Task to complete:
Report only the number of lines below in which the string "main" appears.

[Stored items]
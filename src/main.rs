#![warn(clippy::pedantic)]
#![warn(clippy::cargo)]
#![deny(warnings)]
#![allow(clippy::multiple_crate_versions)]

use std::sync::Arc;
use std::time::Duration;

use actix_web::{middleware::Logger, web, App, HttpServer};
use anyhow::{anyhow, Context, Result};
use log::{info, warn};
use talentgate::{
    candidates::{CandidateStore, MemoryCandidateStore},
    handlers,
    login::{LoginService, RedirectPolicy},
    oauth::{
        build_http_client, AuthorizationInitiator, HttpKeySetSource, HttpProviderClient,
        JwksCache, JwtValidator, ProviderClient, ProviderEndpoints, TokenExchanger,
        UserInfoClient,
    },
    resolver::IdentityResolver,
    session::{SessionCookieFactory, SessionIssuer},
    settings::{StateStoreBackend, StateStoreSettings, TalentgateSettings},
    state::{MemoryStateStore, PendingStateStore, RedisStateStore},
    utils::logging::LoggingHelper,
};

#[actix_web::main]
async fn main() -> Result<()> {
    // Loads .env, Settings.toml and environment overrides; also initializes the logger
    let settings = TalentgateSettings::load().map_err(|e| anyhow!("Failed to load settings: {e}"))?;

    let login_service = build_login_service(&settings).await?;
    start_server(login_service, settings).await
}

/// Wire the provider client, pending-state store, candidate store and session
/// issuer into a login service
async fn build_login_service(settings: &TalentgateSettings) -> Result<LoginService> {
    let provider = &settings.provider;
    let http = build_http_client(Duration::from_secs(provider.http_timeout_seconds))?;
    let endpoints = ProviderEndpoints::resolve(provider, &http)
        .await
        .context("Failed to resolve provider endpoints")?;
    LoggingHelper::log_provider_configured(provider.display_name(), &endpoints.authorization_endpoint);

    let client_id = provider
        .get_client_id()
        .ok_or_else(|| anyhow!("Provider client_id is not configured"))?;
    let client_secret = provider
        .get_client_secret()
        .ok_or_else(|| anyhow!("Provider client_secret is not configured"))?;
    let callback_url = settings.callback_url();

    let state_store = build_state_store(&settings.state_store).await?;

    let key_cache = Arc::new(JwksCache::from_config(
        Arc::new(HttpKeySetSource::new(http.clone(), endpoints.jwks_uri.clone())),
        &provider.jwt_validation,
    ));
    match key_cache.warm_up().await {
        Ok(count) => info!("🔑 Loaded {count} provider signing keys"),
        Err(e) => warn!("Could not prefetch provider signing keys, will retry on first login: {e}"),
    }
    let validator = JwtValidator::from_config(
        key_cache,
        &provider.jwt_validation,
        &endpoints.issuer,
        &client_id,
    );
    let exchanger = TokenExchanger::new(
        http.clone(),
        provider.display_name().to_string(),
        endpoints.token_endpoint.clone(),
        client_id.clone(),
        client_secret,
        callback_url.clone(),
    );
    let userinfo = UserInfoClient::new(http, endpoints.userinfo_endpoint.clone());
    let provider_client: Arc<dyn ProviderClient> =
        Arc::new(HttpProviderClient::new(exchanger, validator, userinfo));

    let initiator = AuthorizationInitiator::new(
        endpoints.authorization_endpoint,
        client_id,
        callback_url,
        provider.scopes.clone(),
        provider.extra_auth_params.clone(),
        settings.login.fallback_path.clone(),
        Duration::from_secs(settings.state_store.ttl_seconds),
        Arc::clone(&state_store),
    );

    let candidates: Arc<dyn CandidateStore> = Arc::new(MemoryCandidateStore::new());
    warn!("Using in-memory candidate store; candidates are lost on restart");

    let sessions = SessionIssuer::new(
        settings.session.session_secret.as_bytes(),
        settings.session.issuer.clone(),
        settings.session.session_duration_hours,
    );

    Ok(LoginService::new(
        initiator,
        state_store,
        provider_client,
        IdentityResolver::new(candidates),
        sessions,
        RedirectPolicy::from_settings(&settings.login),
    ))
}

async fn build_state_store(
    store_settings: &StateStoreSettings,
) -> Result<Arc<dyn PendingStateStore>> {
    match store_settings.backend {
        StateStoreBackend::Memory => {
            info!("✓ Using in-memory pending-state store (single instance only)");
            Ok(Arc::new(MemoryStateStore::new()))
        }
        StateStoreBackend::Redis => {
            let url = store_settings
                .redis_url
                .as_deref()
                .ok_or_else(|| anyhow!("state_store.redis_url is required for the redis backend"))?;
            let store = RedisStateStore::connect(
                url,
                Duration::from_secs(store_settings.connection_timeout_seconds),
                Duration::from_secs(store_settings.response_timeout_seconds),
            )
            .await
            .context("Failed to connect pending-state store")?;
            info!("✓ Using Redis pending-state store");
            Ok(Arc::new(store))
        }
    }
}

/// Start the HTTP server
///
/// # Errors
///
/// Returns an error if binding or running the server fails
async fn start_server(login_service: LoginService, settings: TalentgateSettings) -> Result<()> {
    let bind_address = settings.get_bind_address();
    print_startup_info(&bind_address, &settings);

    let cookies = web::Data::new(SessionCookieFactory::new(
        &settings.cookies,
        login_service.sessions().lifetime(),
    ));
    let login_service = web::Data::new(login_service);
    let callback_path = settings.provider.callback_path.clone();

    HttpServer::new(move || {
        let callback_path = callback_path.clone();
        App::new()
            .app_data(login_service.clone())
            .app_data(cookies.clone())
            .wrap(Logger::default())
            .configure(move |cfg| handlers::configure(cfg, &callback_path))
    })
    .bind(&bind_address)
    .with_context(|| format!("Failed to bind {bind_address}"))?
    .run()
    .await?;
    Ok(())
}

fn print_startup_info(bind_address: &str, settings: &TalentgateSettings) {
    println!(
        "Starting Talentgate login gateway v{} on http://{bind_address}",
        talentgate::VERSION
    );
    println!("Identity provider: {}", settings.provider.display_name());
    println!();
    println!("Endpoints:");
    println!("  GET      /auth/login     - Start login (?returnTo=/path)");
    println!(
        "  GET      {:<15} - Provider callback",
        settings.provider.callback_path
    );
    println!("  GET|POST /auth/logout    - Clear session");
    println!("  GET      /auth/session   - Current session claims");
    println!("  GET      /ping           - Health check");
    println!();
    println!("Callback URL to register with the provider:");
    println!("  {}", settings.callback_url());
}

Completed exercise:
3